Well elasticsearch is actually fine. The main exception is caused because the server can’t connect to a discourse instance to download the posts (yes, it really should produce an error instead of an exception, but oh well). If you want it to download the posts from discourse.suttacentral.net and so be able to see discourse search results on your development machine, you need to do a little bit of setup:

Edit ‘local.conf’ and add a section which looks like this:

[discourse]
    username: 'system'
    forum_url: 'https://discourse.suttacentral.net/'    
    api_key: '????????????????????????????????????????????'
    sync_period: 300

For the api_key, in place of the question marks you need to use the ‘All Users’ api key from this admin page:
https://discourse.suttacentral.net/admin/api

Note that the api key is top secret! If a malicious person got their hands on it they could cause all sorts of trouble.
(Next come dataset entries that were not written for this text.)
//! Signature recovery from reflected docstrings.
//!
//! The host exposes no formal IDL; the only machine-readable signature
//! information is the informally formatted first line of each routine's
//! docstring:
//!
//! ```text
//! name( (type1)arg1 [, (type2)arg2=default2] ) -> returnType :
//! ```
//!
//! A parenthesized, comma-separated argument list where each argument is a
//! parenthesized type tag immediately followed by an identifier, optionally
//! wrapped in square brackets to mark it optional, optionally suffixed with
//! `=defaultLiteral`, then an arrow and a return-type token, then a
//! trailing two-character ` :` marker.
//!
//! Recovery degrades gracefully: any malformed line downgrades the whole
//! signature to [`ScrapedSignature::Unavailable`] rather than producing a
//! partially populated one. The grammar is intolerant of types or defaults
//! that themselves contain `", "`; that is an accepted limitation of the
//! source format, not something to special-case.

use stubgen_schema::{Argument, FunctionSignature, ScrapedSignature};
use tracing::warn;

/// Why recovery of one signature failed.
#[derive(Debug, PartialEq, Eq, thiserror::Error)]
pub enum ParseError {
    #[error("empty documentation string")]
    EmptyDoc,

    #[error("first line has no `->` return-type marker")]
    MissingArrow,

    #[error("first line has no `( ` argument-list opener")]
    MissingArgumentList,

    #[error("malformed argument token `{0}`")]
    MalformedArgument(String),

    #[error("argument token `{0}` has an empty name")]
    EmptyName(String),

    #[error("duplicate argument name `{0}`")]
    DuplicateName(String),
}

/// Recover a typed signature from documentation text.
///
/// Only the first line is considered. An empty documentation string is a
/// guaranteed-failure input and short-circuits without parsing.
pub fn recover(function_name: &str, doc: &str) -> Result<FunctionSignature, ParseError> {
    if doc.is_empty() {
        return Err(ParseError::EmptyDoc);
    }
    let first_line = doc.lines().next().unwrap_or("");

    // Trim the trailing two-character ` :` marker the host appends.
    let line = strip_last_chars(first_line, 2);

    let (head, return_type) = line.split_once("->").ok_or(ParseError::MissingArrow)?;
    let return_type = return_type.trim().to_string();

    // Isolate `(type)arg, ...` between the first `( ` and the closing
    // parenthesis at the end of the head.
    let (_, raw_args) = head
        .trim()
        .split_once("( ")
        .ok_or(ParseError::MissingArgumentList)?;
    let raw_args = strip_last_chars(raw_args, 1);

    let mut arguments: Vec<Argument> = Vec::new();
    for token in raw_args.split(", ") {
        let argument = parse_argument(token)?;
        if arguments.iter().any(|a| a.name == argument.name) {
            return Err(ParseError::DuplicateName(argument.name));
        }
        arguments.push(argument);
    }

    Ok(FunctionSignature {
        name: function_name.to_string(),
        arguments,
        return_type,
    })
}

/// Recovery in the form the walker stores: failures are logged with the
/// function name and downgraded to the unavailable sentinel, never raised.
pub fn scrape(function_name: &str, doc: &str) -> ScrapedSignature {
    match recover(function_name, doc) {
        Ok(signature) => ScrapedSignature::Recovered(signature),
        Err(error) => {
            warn!(function = function_name, %error, "failed to recover signature from docstring");
            ScrapedSignature::Unavailable
        }
    }
}

/// Parse one `(type)name`, `(type)name=default` or `[(type)name=default]`
/// token.
fn parse_argument(token: &str) -> Result<Argument, ParseError> {
    // Square brackets mark optional arguments; optionality is not tracked,
    // so they are purely cosmetic here.
    let cleaned = token.replace(['[', ']'], "");

    let (head, default) = match cleaned.split_once('=') {
        Some((head, default)) => (head, Some(default.trim().to_string())),
        None => (cleaned.as_str(), None),
    };

    let (ty, name) = head
        .split_once(')')
        .ok_or_else(|| ParseError::MalformedArgument(token.to_string()))?;
    let ty = ty.replace('(', "");
    let ty = ty.trim();
    let name = name.trim().to_string();

    if name.is_empty() {
        return Err(ParseError::EmptyName(token.to_string()));
    }

    // `object` is the host's generic marker; anything unrecoverable maps to
    // the language-agnostic any type.
    let ty = if ty.is_empty() || ty == "object" {
        "Any".to_string()
    } else {
        ty.to_string()
    };

    Ok(Argument {
        name,
        ty,
        default,
    })
}

/// Slice off the last `n` characters, respecting UTF-8 boundaries.
fn strip_last_chars(s: &str, n: usize) -> &str {
    match s.char_indices().nth_back(n - 1) {
        Some((idx, _)) => &s[..idx],
        None => "",
    }
}

#[cfg(test)]
mod tests {
    use super::*;

    #[test]
    fn well_formed_line() {
        let sig = recover("foo", "foo( (int)x, (str)y=None ) -> bool :").unwrap();
        assert_eq!(sig.to_string(), "foo(x: int, y: str=None) -> bool");
        assert_eq!(sig.arguments.len(), 2);
        assert_eq!(sig.arguments[1].default.as_deref(), Some("None"));
        assert_eq!(sig.return_type, "bool");
    }

    #[test]
    fn optional_brackets_are_cosmetic() {
        let sig = recover(
            "create_device",
            "create_device( (Track)self, (str)name [, (int)position=-1] ) -> Device :",
        )
        .unwrap();
        assert_eq!(
            sig.to_string(),
            "create_device(self: Track, name: str, position: int=-1) -> Device"
        );
    }

    #[test]
    fn generic_object_marker_maps_to_any() {
        let sig = recover("notify", "notify( (object)self, (object)payload ) -> None :").unwrap();
        assert_eq!(sig.arguments[0].ty, "Any");
        assert_eq!(sig.arguments[1].ty, "Any");
    }

    #[test]
    fn only_first_line_is_parsed() {
        let doc = "bar( (int)x ) -> None :\n\nLong prose that is not a signature -> ( nope.";
        let sig = recover("bar", doc).unwrap();
        assert_eq!(sig.to_string(), "bar(x: int) -> None");
    }

    #[test]
    fn empty_doc_short_circuits() {
        assert_eq!(recover("foo", ""), Err(ParseError::EmptyDoc));
    }

    #[test]
    fn missing_arrow_fails() {
        assert_eq!(
            recover("foo", "foo( (int)x ) bool :"),
            Err(ParseError::MissingArrow)
        );
    }

    #[test]
    fn missing_argument_list_fails() {
        // Prose first lines have no `( ` opener.
        assert_eq!(
            recover("foo", "Frobnicates the baz -> quux :"),
            Err(ParseError::MissingArgumentList)
        );
    }

    #[test]
    fn empty_argument_list_fails() {
        // The grammar cannot express zero arguments: the split yields one
        // empty token.
        assert!(matches!(
            recover("foo", "foo( ) -> None :"),
            Err(ParseError::MalformedArgument(_))
        ));
    }

    #[test]
    fn missing_type_parenthesis_fails() {
        assert!(matches!(
            recover("foo", "foo( x, y ) -> None :"),
            Err(ParseError::MalformedArgument(_))
        ));
    }

    #[test]
    fn nameless_argument_fails() {
        assert!(matches!(
            recover("foo", "foo( (int) ) -> None :"),
            Err(ParseError::EmptyName(_))
        ));
    }

    #[test]
    fn duplicate_argument_names_fail() {
        assert_eq!(
            recover("foo", "foo( (int)x, (str)x ) -> None :"),
            Err(ParseError::DuplicateName("x".into()))
        );
    }

    #[test]
    fn scrape_never_raises() {
        assert_eq!(scrape("foo", ""), ScrapedSignature::Unavailable);
        assert_eq!(scrape("foo", "garbage"), ScrapedSignature::Unavailable);
        assert!(matches!(
            scrape("foo", "foo( (int)x ) -> int :"),
            ScrapedSignature::Recovered(_)
        ));
    }

    #[test]
    fn argument_count_matches_comma_tokens() {
        let sig = recover(
            "set_clip",
            "set_clip( (ClipSlot)self, (Clip)clip, (float)length, (bool)loop ) -> None :",
        )
        .unwrap();
        assert_eq!(sig.arguments.len(), 4);
    }
}
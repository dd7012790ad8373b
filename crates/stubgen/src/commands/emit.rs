//! `stubgen emit` - write the declaration-stub tree for a schema.

use std::path::Path;

use anyhow::Context;

/// Emit one `.pyi` unit per class and per module under `out`.
pub fn cmd_emit(schema: &Path, out: &Path) -> anyhow::Result<()> {
    let tree = super::load_schema(schema)?;
    let index = stubgen_emit::build_index(&tree);
    let written = stubgen_emit::emit_tree(&tree, out, &index)
        .with_context(|| format!("emitting stubs under {}", out.display()))?;
    println!("wrote {} declaration units under {}", written.len(), out.display());
    Ok(())
}
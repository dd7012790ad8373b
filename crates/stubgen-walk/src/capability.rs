//! The reflection capability boundary.
//!
//! The walker performs no reflection itself; everything it knows about the
//! host's object graph comes through [`ReflectionCapability`]. Any object
//! graph satisfying this capability set is walkable. The in-memory
//! binding lives in [`crate::memory`]; host bindings live with the host.

/// Classification of an opaque host object.
///
/// A closed variant set answered once at the boundary, so the walker
/// pattern-matches over known shapes instead of running ad hoc
/// is-this-a-module tests per member.
#[derive(Debug, Clone, Copy, PartialEq, Eq)]
pub enum ObjectKind {
    Module,
    Class,
    /// A function, method or builtin routine.
    Routine,
    /// A data-descriptor-like member (property).
    Property,
    /// Anything else; only its textual representation is recorded.
    Value,
}

impl ObjectKind {
    pub fn label(self) -> &'static str {
        match self {
            ObjectKind::Module => "module",
            ObjectKind::Class => "class",
            ObjectKind::Routine => "routine",
            ObjectKind::Property => "property",
            ObjectKind::Value => "value",
        }
    }
}

/// Setter/deleter availability on a data descriptor.
#[derive(Debug, Clone, Copy, Default, PartialEq, Eq)]
pub struct DescriptorFlags {
    pub has_setter: bool,
    pub has_deleter: bool,
}

/// A failure inside the host's reflection layer.
#[derive(Debug, thiserror::Error)]
#[error("{0}")]
pub struct ReflectError(pub String);

impl ReflectError {
    pub fn new(message: impl Into<String>) -> Self {
        Self(message.into())
    }
}

/// Capability the host environment supplies for reflecting over its
/// object graph.
///
/// Reflecting a live graph may have side effects, so one walk owns the
/// graph exclusively for its duration; implementations are not required to
/// tolerate concurrent callers.
pub trait ReflectionCapability {
    /// Opaque handle to a host object.
    type Object;

    /// Classify an object into the closed kind set.
    fn kind(&self, obj: &Self::Object) -> ObjectKind;

    /// The object's own name.
    fn name(&self, obj: &Self::Object) -> String;

    /// The object's documentation string, if it has one.
    fn documentation(&self, obj: &Self::Object) -> Option<String>;

    /// Enumerable named members, in a deterministic order.
    fn members(&self, obj: &Self::Object) -> Result<Vec<(String, Self::Object)>, ReflectError>;

    /// Textual representation of a plain value.
    fn repr(&self, obj: &Self::Object) -> String;

    /// Name of the object's type, for plain-value class fields.
    fn type_name(&self, obj: &Self::Object) -> String;

    /// Best-effort live-introspected signature of a routine. Informational
    /// only; `None` when the host cannot produce one.
    fn live_signature(&self, obj: &Self::Object) -> Option<String>;

    /// Direct superclasses of a class.
    fn bases(&self, obj: &Self::Object) -> Vec<Self::Object>;

    /// Attribute names defined directly on this object, not inherited ones.
    fn own_attribute_names(&self, obj: &Self::Object) -> Vec<String>;

    /// The parallel `names` collection of an enumeration class.
    fn enum_names(&self, obj: &Self::Object) -> Result<Vec<String>, ReflectError>;

    /// The parallel `values` collection of an enumeration class.
    fn enum_values(&self, obj: &Self::Object) -> Result<Vec<i64>, ReflectError>;

    /// Setter/deleter availability for a data descriptor.
    fn descriptor_flags(&self, obj: &Self::Object) -> DescriptorFlags;
}
//! Declaration-stub emission for walked schema trees.
//!
//! Two stages: [`resolver::build_index`] computes where every class lives
//! in the module hierarchy, then [`emit_tree`] mirrors that hierarchy on
//! disk as one directory per module, one `<Class>.pyi` unit per class and
//! an `__init__.pyi` aggregator per module:
//!
//! ```text
//! Live/
//!   __init__.pyi
//!   Song.pyi
//!   MidiMap/
//!     __init__.pyi
//! ```
//!
//! Emission is pure per unit (see [`emit_class`] / [`emit_module`]) and
//! idempotent over the whole tree: re-emitting an unchanged schema
//! produces byte-identical files.

pub mod python;
pub mod resolver;

use std::fs;
use std::path::{Path, PathBuf};

use tracing::debug;

use stubgen_schema::{Class, Module};

pub use python::PyiWriter;
pub use resolver::{build_index, ClassIndex};

/// Errors surfaced while writing declaration units to disk.
#[derive(Debug, thiserror::Error)]
pub enum EmitError {
    #[error("failed to write {path}")]
    Io {
        path: PathBuf,
        #[source]
        source: std::io::Error,
    },
}

/// Render one class unit. Returns the unit's path relative to the output
/// root together with its text; `containing_path` is the hierarchy path of
/// the module that declares the class, walk root first.
pub fn emit_class(class: &Class, containing_path: &[String], index: &ClassIndex) -> (PathBuf, String) {
    let mut path: PathBuf = containing_path.iter().collect();
    path.push(format!("{}.pyi", class.name));
    (path, PyiWriter::class_unit(class, index))
}

/// Render the aggregating unit for a module at the given hierarchy path.
pub fn emit_module(module: &Module, path: &[String]) -> (PathBuf, String) {
    let mut file: PathBuf = path.iter().collect();
    file.push("__init__.pyi");
    (file, PyiWriter::module_unit(module))
}

/// Emit the whole tree under `out_root`, creating directories as needed.
/// Returns the absolute paths of every unit written. Existing files are
/// overwritten in place.
pub fn emit_tree(root: &Module, out_root: &Path, index: &ClassIndex) -> Result<Vec<PathBuf>, EmitError> {
    let mut written = Vec::new();
    let mut segments = vec![root.name.clone()];
    emit_into(root, &mut segments, out_root, index, &mut written)?;
    Ok(written)
}

fn emit_into(
    module: &Module,
    segments: &mut Vec<String>,
    out_root: &Path,
    index: &ClassIndex,
    written: &mut Vec<PathBuf>,
) -> Result<(), EmitError> {
    let dir: PathBuf = out_root.join(segments.iter().collect::<PathBuf>());
    fs::create_dir_all(&dir).map_err(|source| EmitError::Io {
        path: dir.clone(),
        source,
    })?;

    for class in module.classes() {
        let (relative, text) = emit_class(class, segments, index);
        write_unit(out_root, &relative, &text, written)?;
    }

    let (relative, text) = emit_module(module, segments);
    write_unit(out_root, &relative, &text, written)?;

    for submodule in module.submodules() {
        segments.push(submodule.name.clone());
        emit_into(submodule, segments, out_root, index, written)?;
        segments.pop();
    }
    Ok(())
}

fn write_unit(
    out_root: &Path,
    relative: &Path,
    text: &str,
    written: &mut Vec<PathBuf>,
) -> Result<(), EmitError> {
    let path = out_root.join(relative);
    fs::write(&path, text).map_err(|source| EmitError::Io {
        path: path.clone(),
        source,
    })?;
    debug!(unit = %path.display(), bytes = text.len(), "wrote declaration unit");
    written.push(path);
    Ok(())
}
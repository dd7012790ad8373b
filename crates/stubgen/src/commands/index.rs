//! `stubgen index` - inspect class-name resolution for a schema.

use std::collections::BTreeMap;
use std::path::Path;

/// Print the resolution index as a JSON object of dotted module paths,
/// sorted by class name.
pub fn cmd_index(schema: &Path) -> anyhow::Result<()> {
    let tree = super::load_schema(schema)?;
    let index = stubgen_emit::build_index(&tree);

    let dotted: BTreeMap<String, String> = index
        .into_iter()
        .map(|(name, path)| (name, path.join(".")))
        .collect();
    println!("{}", serde_json::to_string_pretty(&dotted)?);
    Ok(())
}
That’s why we don’t put it in any file which is committed to github, nor paste it anywhere public or private for that matter, the only people who should have access to it are those who can already see it on the /admin/api page


#16

Okay, but if I don’t want to see the Discourse results? Normally I won’t need to, although just now I was tweaking the CSS so it would have been handy. But anyway, that should hopefully be done, so best to just not pull discourse results.


#17

There is little harm in having the results, but if you don’t want to, just set the discourse user or api key to an empty string '' and I’ll fix it so that it just puts nothing there instead of raising an exception.


#18

Done these things, still getting no texts showing up in local server.


#19

It should work better in the latest push so git pull and try again.


#20

Thanks, it works fine now. Texts are working, and Discourse is too. Do I need that setting in local.conf? Because I set it to null for Discourse API, but it still has results.

Also, with the popup, that’s great, but we don’t need the box-shadow now, just a simple border like the epigraph will be fine. And given that we’re not competing with the epigraph, we don’t need to increase font size to 1.2, just leave it as normal.

We can also view it in Incognito, right?